Influence of prior influenza vaccination on antibody and B-cell responses

Abstract

Currently two vaccines, trivalent inactivated influenza vaccine (TIV) and live attenuated influenza vaccine (LAIV), are licensed in the USA. Despite previous studies on immune responses induced by these two vaccines, a comparative study of the influence of prior influenza vaccination on serum antibody and B-cell responses to new LAIV or TIV vaccination has not been reported. During the 2005/6 influenza season, we quantified the serum antibody and B-cell responses to LAIV or TIV in adults with differing influenza vaccination histories in the prior year: LAIV, TIV, or neither. Blood samples were collected on days 0, 7-9 and 21-35 after immunization and used for serum HAI assay and B-cell assays. Total and influenza-specific circulating IgG and IgA antibody secreting cells (ASC) in PBMC were detected by direct ELISPOT assay. Memory B cells were also tested by ELISPOT after polyclonal stimulation of PBMC in vitro. Serum antibody, effector, and memory B-cell responses were greater in TIV recipients than LAIV recipients. Prior year TIV recipients had significantly higher baseline HAI titers, but lower HAI response after vaccination with either TIV or LAIV, and lower IgA ASC response after vaccination with TIV than prior year LAIV or no vaccination recipients. Lower levels of baseline HAI titer were associated with a greater fold-increase of HAI titer and ASC number after vaccination, which also differed by type of vaccine. Our findings suggest that the type of vaccine received in the prior year affects the serum antibody and the B-cell responses to subsequent vaccination. In particular, prior year TIV vaccination is associated with sustained higher HAI titer one year later but lower antibody response to new LAIV or TIV vaccination, and a lower effector B-cell response to new TIV but not LAIV vaccination.

Figure 1. HAI titer to influenza A/California (H3N2) strain before and 30 days after TIV or LAIV administration.

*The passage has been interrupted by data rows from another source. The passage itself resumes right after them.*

//! Frame scheduler state machine.
//!
//! The host calls [`FrameScheduler::begin`] at the top of every animation
//! callback and [`FrameScheduler::finish`] after a computed frame. The host
//! owns the actual timer; the scheduler only decides whether to compute and
//! how long to wait before the next callback.

use crate::config::SchedulerTuning;
use std::cell::Cell;
use std::rc::Rc;

#[derive(Clone, Copy, Debug, PartialEq, Eq)]
pub enum SuspendReason {
    Hidden,
    Blurred,
}

#[derive(Clone, Copy, Debug, PartialEq, Eq)]
pub enum SchedulerState {
    Running,
    Suspended(SuspendReason),
}

/// What the current tick should do.
#[derive(Clone, Copy, Debug, PartialEq, Eq)]
pub enum TickPlan {
    /// Suspended: stop scheduling until resumed.
    Park,
    /// Idle-throttled: reschedule without computing.
    Skip,
    Compute,
}

/// Shared liveness flag checked before every tick and adapter callback.
#[derive(Clone, Debug)]
pub struct Liveness(Rc<Cell<bool>>);

impl Default for Liveness {
    fn default() -> Self {
        Self(Rc::new(Cell::new(true)))
    }
}

impl Liveness {
    #[inline]
    pub fn is_alive(&self) -> bool {
        self.0.get()
    }

    pub fn kill(&self) {
        self.0.set(false);
    }
}

#[derive(Debug)]
pub struct FrameScheduler {
    visible: bool,
    focused: bool,
    throttled: bool,
    low_impact_frames: u32,
    skip_counter: u32,
    last_input_ms: Option<f64>,
    last_begin_ms: f64,
    budget_ms: f32,
    tuning: SchedulerTuning,
}

impl FrameScheduler {
    pub fn new(tuning: SchedulerTuning, budget_ms: f32) -> Self {
        Self {
            visible: true,
            focused: true,
            throttled: false,
            low_impact_frames: 0,
            skip_counter: 0,
            last_input_ms: None,
            last_begin_ms: 0.0,
            budget_ms,
            tuning,
        }
    }

    pub fn state(&self) -> SchedulerState {
        if !self.visible {
            SchedulerState::Suspended(SuspendReason::Hidden)
        } else if !self.focused {
            SchedulerState::Suspended(SuspendReason::Blurred)
        } else {
            SchedulerState::Running
        }
    }

    pub fn is_throttled(&self) -> bool {
        self.throttled
    }

    /// Returns true when this call resumed a suspended scheduler.
    pub fn set_visible(&mut self, visible: bool) -> bool {
        self.transition(|s| s.visible = visible)
    }

    /// Returns true when this call resumed a suspended scheduler.
    pub fn set_focused(&mut self, focused: bool) -> bool {
        self.transition(|s| s.focused = focused)
    }

    fn transition(&mut self, change: impl FnOnce(&mut Self)) -> bool {
        let before = self.state();
        change(self);
        let after = self.state();
        if before != after {
            log::info!("[scheduler] {:?} -> {:?}", before, after);
        }
        matches!(before, SchedulerState::Suspended(_)) && after == SchedulerState::Running
    }

    /// Input activity; leaves idle throttling immediately.
    pub fn note_input(&mut self, now_ms: f64) {
        self.last_input_ms = Some(now_ms);
        self.low_impact_frames = 0;
        if self.throttled {
            log::info!("[scheduler] input, leaving idle throttle");
            self.throttled = false;
            self.skip_counter = 0;
        }
    }

    pub fn begin(&mut self, now_ms: f64) -> TickPlan {
        self.last_begin_ms = now_ms;
        if self.state() != SchedulerState::Running {
            return TickPlan::Park;
        }
        if self.throttled {
            self.skip_counter += 1;
            if self.skip_counter < self.tuning.idle_frame_stride {
                return TickPlan::Skip;
            }
            self.skip_counter = 0;
        }
        TickPlan::Compute
    }

    /// Close a computed frame; returns the delay in ms before the next tick
    /// (0 means "next animation frame").
    pub fn finish(&mut self, cost_ms: f32, writes: usize) -> f32 {
        let input_idle = match self.last_input_ms {
            Some(t) => self.last_begin_ms - t > self.tuning.idle_timeout_ms,
            None => true,
        };
        if writes == 0 && input_idle {
            self.low_impact_frames = self.low_impact_frames.saturating_add(1);
            if !self.throttled && self.low_impact_frames >= self.tuning.idle_frames_before_throttle {
                log::info!(
                    "[scheduler] {} quiet frames, throttling",
                    self.low_impact_frames
                );
                self.throttled = true;
                self.skip_counter = 0;
            }
        } else {
            self.low_impact_frames = 0;
            if self.throttled && writes > 0 {
                self.throttled = false;
            }
        }

        if cost_ms > self.budget_ms * self.tuning.overrun_factor {
            cost_ms - self.budget_ms
        } else {
            0.0
        }
    }
}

Subjects are divided into three groups based on the status of influenza vaccination in the prior year (2004–2005): TIV ('04-T), LAIV ('04-L), or no vaccination ('04-N). A: Baseline HAI titer. B: fold-increase of HAI titer from baseline to day 30 of LAIV ('05-LAIV) or TIV ('05-TIV). The dashed-bars in each graph indicate the geometric mean values. **, significant difference after sequential Bonferroni adjustment for multiple comparisons. *, results with a P value of <.05 in an individual unpaired t-test but nonsignificant after sequential Bonferroni adjustment for multiple comparisons.

Figure 2. Frequency of circulating influenza-specific ASC after LAIV or TIV vaccination.

Influenza-specific IgA ASC and IgG ASC were measured with a direct ELISPOT assay at days 7–9 after LAIV ('05-LAIV) or TIV ('05-TIV) vaccination. A: Influenza-specific IgA and IgG ASC in all subjects after administration of '05-LAIV or '05-TIV. B: Influenza-specific IgA and IgG ASC after '05-LAIV or '05-TIV in the three sub-groups based on influenza vaccination status in the prior year: TIV ('04-T), LAIV ('04-L), or no vaccination ('04-N). The dashed-bars in each graph indicate the geometric mean values. **, P<.01 unpaired t-test (A) or significant difference after adjustment for multiple comparisons (B). *, result with a P value of <.05 in an individual test but not significant after adjustment for multiple comparisons (B).

Figure 3. Kinetics of effector IgA and IgG ASC responses after TIV or LAIV vaccination.

Plotted is the frequency of influenza-specific effector IgA and IgG ASC as a function of days after TIV or LAIV vaccination for the 2004 and 2005 studies. Observed data are plotted as circles and triangles. Lines provide the fit of the GEE regression model. Of interest was comparing the difference in the slopes of these fitted lines over days 7–11 post-vaccination between TIV and LAIV. Regression analysis assumed that this difference between TIV and LAIV did not depend on year (2004 vs. 2005).

Figure 4. The percentage of circulating influenza-specific memory B cells before and after LAIV or TIV vaccination.

Percentages of influenza-specific memory IgG B-cells and IgA B-cells before (day 0) and 30 day (21–35 days in 2005 study, 27–47 days in 2004 study) after LAIV or TIV vaccination were measured. A: Comparisons of the percentages of influenza-specific memory IgA and IgG B-cells on day 0 and day 30 after LAIV ('05-LAIV) or TIV ('05-TIV) vaccination. B: Comparisons of memory IgG B-cell levels before vaccination in sub-groups based on the influenza vaccine received in the prior year: TIV ('03-T, '04-T), LAIV ('03-L), or no vaccination ('04-N). C: Comparisons of memory IgG B-cell levels one month after vaccination with '05-LAIV or '05-TIV between sub-groups '04-N and '04-T. The horizontal bars indicate the mean values. *, P<.05, **, P<.01, unpaired t-test.